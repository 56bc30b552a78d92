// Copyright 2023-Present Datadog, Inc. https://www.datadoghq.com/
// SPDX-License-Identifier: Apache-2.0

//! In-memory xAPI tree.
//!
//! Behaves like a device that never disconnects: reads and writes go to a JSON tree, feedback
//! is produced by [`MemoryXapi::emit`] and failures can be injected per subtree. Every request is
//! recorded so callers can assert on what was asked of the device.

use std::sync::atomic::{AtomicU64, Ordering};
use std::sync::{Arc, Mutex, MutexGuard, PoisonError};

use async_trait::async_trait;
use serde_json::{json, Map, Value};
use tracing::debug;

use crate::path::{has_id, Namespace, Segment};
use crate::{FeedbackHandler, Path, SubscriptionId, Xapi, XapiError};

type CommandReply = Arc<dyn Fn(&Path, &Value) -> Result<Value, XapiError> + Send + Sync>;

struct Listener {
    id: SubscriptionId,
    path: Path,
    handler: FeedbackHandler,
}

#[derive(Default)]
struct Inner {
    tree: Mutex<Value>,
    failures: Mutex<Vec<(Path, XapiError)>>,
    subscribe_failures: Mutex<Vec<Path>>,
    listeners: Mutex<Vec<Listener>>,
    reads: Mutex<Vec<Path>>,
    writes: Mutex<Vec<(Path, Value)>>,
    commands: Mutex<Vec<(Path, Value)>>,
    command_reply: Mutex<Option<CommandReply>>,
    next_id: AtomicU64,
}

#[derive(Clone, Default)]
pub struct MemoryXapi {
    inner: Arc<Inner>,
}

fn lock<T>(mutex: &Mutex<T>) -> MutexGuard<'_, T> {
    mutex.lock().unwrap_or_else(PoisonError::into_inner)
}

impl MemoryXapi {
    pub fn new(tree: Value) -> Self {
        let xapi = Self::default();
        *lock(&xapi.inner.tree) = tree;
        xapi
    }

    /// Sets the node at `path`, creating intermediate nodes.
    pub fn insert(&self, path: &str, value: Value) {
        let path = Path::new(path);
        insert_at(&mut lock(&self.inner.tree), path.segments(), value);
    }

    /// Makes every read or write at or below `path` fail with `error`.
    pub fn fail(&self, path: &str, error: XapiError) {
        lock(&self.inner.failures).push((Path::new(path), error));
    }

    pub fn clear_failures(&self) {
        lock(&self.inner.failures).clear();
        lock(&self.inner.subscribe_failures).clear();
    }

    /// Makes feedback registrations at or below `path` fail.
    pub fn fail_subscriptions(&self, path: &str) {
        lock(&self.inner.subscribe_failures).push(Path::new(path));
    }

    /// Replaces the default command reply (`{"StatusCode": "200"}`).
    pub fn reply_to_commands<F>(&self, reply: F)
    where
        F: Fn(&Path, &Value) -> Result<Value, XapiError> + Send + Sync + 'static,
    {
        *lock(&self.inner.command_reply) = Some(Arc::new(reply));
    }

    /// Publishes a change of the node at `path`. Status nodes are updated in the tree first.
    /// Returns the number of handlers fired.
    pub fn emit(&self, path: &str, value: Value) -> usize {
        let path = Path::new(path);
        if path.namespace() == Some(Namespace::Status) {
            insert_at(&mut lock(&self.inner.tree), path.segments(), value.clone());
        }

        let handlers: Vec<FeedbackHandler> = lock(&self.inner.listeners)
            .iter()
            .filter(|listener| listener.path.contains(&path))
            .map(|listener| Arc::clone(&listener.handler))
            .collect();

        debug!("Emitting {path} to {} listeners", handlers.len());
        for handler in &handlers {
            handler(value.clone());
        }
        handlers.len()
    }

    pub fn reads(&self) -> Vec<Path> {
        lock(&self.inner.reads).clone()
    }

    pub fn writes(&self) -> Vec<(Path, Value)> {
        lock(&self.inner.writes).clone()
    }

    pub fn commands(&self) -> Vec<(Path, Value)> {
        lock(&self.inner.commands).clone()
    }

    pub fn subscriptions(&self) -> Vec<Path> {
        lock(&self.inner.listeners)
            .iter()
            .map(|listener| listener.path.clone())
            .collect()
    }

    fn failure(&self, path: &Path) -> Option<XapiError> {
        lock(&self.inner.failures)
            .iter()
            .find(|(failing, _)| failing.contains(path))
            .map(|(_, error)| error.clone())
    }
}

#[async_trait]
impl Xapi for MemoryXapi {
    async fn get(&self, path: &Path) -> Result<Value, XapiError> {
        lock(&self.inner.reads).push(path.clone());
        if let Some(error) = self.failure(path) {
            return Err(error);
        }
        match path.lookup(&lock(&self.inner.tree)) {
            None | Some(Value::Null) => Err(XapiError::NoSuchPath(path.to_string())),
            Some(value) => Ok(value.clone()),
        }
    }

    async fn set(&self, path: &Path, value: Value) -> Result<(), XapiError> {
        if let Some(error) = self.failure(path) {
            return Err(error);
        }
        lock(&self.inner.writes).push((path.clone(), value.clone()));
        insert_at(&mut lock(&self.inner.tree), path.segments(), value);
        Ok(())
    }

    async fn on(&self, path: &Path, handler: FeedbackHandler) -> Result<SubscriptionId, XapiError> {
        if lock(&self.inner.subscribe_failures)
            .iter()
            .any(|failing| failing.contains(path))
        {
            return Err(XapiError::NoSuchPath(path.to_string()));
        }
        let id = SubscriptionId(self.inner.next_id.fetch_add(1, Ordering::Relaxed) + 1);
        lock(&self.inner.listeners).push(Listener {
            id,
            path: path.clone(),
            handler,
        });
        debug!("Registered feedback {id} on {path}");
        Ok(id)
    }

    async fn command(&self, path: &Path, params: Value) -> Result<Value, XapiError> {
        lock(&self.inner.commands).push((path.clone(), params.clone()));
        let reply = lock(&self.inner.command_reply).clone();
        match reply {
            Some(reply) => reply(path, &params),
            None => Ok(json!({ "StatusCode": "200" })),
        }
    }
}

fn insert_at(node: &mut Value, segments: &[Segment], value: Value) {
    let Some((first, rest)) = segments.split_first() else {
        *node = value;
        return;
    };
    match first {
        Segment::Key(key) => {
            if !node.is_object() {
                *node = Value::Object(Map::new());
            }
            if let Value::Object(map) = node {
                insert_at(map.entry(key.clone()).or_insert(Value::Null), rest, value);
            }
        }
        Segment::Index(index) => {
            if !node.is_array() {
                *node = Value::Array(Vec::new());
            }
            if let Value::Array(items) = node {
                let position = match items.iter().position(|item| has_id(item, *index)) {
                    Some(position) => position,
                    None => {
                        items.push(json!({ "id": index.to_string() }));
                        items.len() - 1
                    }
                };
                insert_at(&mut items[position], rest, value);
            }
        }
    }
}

# [Task to carry out]
Scan the data above; copy every line where "items" appears.

# [Solution for this task]
            if let Value::Array(items) = node {
                let position = match items.iter().position(|item| has_id(item, *index)) {
                        items.push(json!({ "id": index.to_string() }));
                        items.len() - 1
                insert_at(&mut items[position], rest, value);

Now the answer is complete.